Listed entries

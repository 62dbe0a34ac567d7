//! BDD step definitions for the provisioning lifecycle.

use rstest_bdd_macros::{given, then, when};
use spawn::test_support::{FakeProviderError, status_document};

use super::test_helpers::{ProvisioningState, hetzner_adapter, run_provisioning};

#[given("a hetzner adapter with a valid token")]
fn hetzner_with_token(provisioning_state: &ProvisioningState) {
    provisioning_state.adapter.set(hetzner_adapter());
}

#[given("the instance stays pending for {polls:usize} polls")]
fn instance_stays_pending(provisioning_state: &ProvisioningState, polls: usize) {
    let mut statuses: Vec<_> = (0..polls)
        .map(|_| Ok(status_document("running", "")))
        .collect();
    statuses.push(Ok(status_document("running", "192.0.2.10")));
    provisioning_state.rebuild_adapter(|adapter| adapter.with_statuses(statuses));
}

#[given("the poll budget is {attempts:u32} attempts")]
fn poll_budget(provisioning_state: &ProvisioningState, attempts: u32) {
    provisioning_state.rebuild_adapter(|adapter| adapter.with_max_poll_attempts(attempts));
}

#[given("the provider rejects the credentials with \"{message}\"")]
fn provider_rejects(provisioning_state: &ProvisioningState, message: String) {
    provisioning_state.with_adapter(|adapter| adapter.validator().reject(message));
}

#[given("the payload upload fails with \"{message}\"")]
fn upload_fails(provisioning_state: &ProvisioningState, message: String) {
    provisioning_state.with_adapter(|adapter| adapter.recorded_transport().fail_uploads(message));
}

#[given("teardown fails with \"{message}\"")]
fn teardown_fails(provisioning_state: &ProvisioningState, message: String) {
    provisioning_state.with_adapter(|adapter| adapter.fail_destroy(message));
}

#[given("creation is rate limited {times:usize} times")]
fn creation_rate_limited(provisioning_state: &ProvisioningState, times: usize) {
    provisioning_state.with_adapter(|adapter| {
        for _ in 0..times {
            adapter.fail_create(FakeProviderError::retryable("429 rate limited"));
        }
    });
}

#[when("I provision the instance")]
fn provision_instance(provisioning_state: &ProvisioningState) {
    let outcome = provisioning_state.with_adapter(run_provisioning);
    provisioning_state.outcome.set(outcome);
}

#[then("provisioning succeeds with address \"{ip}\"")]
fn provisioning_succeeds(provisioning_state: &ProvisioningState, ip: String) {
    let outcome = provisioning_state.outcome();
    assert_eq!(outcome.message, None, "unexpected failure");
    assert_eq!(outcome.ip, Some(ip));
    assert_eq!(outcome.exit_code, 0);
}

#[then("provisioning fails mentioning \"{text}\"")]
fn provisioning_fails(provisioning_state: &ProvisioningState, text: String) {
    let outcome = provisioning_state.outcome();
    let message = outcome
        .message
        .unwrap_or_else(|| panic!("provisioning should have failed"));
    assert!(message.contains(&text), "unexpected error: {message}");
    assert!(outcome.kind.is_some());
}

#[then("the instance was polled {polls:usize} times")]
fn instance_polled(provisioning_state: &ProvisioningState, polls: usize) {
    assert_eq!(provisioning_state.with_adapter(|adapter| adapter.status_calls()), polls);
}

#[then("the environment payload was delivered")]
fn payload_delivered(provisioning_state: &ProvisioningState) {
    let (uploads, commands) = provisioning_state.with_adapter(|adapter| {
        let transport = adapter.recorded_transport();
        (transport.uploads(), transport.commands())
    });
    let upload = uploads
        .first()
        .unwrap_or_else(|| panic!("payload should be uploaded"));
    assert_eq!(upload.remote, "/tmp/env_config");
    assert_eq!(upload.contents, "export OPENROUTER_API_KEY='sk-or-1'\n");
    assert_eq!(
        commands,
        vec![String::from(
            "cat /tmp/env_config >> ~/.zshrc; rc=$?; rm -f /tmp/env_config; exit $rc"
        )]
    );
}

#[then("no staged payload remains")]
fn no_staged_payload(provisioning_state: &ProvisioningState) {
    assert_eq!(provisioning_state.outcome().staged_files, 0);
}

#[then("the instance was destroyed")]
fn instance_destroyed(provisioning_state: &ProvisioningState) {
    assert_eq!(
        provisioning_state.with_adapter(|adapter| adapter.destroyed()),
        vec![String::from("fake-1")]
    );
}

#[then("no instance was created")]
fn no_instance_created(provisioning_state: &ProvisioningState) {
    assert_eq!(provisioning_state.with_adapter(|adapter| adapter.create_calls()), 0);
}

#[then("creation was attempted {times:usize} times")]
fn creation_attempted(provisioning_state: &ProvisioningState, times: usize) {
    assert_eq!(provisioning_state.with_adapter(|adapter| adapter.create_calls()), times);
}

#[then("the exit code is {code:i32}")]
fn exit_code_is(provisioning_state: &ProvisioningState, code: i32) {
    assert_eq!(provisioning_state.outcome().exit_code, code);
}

==

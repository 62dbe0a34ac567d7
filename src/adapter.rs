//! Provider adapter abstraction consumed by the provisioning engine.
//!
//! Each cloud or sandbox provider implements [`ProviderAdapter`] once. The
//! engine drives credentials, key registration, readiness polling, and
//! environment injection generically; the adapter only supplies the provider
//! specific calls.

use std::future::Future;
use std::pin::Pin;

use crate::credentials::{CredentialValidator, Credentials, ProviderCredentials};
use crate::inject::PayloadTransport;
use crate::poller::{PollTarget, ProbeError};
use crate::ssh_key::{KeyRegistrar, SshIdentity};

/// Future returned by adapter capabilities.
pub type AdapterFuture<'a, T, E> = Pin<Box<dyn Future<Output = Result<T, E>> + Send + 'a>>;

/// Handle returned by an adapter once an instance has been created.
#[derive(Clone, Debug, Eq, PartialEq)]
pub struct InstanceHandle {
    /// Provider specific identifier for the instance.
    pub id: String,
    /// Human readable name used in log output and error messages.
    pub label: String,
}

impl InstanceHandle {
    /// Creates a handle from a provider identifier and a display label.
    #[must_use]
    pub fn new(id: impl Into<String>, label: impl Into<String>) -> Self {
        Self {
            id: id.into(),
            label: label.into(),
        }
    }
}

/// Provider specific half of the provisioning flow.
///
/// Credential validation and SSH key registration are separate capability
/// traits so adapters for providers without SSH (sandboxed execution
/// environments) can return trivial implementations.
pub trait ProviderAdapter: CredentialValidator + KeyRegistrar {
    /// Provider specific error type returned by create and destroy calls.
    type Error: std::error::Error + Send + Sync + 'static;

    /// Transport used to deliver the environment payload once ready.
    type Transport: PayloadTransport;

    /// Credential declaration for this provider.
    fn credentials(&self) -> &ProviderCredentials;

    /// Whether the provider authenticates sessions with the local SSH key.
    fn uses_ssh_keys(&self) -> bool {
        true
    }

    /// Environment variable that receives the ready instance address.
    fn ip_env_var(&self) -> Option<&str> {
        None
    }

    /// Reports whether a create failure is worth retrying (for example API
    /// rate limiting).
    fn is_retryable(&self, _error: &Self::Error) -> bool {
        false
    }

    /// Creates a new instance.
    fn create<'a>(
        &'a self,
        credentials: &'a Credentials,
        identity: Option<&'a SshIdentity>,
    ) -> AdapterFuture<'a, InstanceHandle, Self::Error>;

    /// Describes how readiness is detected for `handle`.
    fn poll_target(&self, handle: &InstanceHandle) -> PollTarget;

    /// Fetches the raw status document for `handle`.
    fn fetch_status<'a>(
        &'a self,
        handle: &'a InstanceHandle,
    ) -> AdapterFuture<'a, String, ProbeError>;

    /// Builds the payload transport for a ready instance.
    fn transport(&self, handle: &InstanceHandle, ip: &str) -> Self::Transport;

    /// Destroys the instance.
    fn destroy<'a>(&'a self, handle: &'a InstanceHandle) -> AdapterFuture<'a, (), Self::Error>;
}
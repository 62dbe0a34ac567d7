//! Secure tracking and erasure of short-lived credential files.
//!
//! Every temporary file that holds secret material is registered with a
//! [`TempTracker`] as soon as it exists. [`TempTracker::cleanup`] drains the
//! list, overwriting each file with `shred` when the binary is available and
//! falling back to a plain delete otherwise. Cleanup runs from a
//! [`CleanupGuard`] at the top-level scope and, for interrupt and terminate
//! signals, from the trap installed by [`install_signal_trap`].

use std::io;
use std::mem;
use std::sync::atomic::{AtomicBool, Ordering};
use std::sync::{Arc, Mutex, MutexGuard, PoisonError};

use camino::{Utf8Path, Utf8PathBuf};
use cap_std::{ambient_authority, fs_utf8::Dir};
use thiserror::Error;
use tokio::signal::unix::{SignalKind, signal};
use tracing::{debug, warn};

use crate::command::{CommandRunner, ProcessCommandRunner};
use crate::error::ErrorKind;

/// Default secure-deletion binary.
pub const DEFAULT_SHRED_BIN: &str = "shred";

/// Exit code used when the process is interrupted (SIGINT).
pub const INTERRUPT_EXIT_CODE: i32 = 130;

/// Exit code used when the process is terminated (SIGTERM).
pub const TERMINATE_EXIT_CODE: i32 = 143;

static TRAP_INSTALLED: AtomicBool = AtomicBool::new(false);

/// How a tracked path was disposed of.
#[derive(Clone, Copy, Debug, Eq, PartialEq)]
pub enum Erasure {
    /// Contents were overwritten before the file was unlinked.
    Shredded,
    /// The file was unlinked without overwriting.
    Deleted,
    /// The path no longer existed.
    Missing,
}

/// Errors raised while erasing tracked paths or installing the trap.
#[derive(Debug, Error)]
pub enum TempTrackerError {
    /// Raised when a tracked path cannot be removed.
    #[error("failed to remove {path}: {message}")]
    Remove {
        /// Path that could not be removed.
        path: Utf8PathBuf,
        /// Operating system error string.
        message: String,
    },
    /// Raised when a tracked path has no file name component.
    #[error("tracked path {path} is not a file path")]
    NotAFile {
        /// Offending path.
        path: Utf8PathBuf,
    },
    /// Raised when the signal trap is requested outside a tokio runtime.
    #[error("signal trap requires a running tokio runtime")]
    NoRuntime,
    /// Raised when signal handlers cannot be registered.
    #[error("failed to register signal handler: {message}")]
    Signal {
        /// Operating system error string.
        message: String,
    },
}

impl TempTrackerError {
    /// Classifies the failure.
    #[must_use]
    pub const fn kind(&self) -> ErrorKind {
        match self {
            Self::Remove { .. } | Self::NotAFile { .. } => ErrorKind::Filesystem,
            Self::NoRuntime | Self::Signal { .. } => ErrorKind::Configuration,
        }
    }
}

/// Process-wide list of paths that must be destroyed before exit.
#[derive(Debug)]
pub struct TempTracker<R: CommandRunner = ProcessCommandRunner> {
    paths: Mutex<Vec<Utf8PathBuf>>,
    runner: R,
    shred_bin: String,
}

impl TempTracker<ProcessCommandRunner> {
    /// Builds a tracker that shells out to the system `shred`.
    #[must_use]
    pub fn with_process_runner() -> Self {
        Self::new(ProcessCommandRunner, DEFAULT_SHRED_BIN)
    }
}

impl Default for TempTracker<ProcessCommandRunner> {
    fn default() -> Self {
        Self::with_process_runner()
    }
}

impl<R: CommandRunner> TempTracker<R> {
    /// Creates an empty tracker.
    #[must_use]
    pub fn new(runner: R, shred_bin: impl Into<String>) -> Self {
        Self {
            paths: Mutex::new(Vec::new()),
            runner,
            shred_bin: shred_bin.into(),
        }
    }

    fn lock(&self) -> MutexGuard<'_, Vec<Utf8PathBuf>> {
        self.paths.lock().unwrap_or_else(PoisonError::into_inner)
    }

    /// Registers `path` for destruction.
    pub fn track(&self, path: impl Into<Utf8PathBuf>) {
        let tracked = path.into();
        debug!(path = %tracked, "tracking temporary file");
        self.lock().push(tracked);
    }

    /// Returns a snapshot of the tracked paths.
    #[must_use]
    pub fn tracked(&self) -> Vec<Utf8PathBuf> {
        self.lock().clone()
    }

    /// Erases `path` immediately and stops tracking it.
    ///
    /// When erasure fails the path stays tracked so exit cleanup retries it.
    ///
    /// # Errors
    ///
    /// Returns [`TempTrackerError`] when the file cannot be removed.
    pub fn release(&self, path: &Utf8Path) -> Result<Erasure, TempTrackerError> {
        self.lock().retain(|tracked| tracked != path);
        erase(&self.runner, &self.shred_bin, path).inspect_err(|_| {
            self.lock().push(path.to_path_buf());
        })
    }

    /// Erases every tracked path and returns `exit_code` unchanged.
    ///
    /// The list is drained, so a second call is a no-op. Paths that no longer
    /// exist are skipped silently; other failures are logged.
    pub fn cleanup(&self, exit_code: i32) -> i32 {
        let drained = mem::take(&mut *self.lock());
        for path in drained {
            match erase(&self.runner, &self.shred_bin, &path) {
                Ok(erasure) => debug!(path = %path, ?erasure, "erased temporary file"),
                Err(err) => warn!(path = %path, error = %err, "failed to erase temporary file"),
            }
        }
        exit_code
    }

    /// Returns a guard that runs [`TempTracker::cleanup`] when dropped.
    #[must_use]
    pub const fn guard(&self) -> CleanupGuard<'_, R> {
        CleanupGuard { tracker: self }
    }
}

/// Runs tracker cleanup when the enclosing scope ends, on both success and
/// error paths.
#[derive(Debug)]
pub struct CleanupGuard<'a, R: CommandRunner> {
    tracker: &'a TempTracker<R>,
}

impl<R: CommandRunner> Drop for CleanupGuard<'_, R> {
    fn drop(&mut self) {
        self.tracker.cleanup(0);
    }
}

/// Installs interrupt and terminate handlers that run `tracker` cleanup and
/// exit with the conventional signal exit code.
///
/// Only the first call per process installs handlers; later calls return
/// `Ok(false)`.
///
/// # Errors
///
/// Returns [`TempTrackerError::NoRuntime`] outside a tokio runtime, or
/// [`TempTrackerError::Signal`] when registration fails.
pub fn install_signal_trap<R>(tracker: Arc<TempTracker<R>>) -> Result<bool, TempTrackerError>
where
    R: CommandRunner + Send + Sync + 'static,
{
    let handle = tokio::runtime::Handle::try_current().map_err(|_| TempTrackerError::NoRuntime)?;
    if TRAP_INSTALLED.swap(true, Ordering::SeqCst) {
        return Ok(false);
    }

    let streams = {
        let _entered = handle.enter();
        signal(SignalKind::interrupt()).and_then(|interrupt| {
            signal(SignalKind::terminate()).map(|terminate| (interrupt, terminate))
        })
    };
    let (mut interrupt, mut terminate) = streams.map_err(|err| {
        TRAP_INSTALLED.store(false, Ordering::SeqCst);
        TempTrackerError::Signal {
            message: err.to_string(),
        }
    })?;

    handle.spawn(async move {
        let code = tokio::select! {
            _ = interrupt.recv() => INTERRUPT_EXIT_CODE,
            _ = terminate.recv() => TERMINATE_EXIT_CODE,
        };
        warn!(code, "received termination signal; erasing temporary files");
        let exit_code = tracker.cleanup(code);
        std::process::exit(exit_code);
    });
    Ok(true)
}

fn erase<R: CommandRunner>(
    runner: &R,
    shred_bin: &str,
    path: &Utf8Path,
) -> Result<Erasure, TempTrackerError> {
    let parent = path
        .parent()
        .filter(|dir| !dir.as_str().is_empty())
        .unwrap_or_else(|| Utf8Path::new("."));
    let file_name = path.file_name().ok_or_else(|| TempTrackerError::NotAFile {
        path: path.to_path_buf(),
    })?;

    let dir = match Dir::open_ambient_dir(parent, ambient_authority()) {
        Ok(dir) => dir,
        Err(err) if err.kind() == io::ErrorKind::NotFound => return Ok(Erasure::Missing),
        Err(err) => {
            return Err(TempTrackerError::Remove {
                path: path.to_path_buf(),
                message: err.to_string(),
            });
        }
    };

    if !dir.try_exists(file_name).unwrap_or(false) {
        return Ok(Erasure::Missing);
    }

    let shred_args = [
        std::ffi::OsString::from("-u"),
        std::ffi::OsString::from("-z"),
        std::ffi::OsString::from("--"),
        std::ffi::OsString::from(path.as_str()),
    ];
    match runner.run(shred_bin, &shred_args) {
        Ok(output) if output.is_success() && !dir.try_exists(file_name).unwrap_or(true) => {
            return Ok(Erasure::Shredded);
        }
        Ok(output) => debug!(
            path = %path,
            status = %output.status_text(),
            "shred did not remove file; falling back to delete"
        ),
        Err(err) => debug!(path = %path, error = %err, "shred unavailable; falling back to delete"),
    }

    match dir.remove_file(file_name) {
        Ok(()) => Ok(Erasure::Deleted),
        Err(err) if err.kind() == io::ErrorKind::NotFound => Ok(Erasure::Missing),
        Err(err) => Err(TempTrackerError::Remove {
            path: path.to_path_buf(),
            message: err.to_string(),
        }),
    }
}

Activity
Starting with the line above that holds "pub fn new(runner: R, shred_bin: impl" and stopping with the line that holds "pub fn cleanup(&self, exit_code: i32)", reproduce each line exactly, omitting all other lines.

Solution for this exercise
    pub fn new(runner: R, shred_bin: impl Into<String>) -> Self {
        Self {
            paths: Mutex::new(Vec::new()),
            runner,
            shred_bin: shred_bin.into(),
        }
    }

    fn lock(&self) -> MutexGuard<'_, Vec<Utf8PathBuf>> {
        self.paths.lock().unwrap_or_else(PoisonError::into_inner)
    }

    /// Registers `path` for destruction.
    pub fn track(&self, path: impl Into<Utf8PathBuf>) {
        let tracked = path.into();
        debug!(path = %tracked, "tracking temporary file");
        self.lock().push(tracked);
    }

    /// Returns a snapshot of the tracked paths.
    #[must_use]
    pub fn tracked(&self) -> Vec<Utf8PathBuf> {
        self.lock().clone()
    }

    /// Erases `path` immediately and stops tracking it.
    ///
    /// When erasure fails the path stays tracked so exit cleanup retries it.
    ///
    /// # Errors
    ///
    /// Returns [`TempTrackerError`] when the file cannot be removed.
    pub fn release(&self, path: &Utf8Path) -> Result<Erasure, TempTrackerError> {
        self.lock().retain(|tracked| tracked != path);
        erase(&self.runner, &self.shred_bin, path).inspect_err(|_| {
            self.lock().push(path.to_path_buf());
        })
    }

    /// Erases every tracked path and returns `exit_code` unchanged.
    ///
    /// The list is drained, so a second call is a no-op. Paths that no longer
    /// exist are skipped silently; other failures are logged.
    pub fn cleanup(&self, exit_code: i32) -> i32 {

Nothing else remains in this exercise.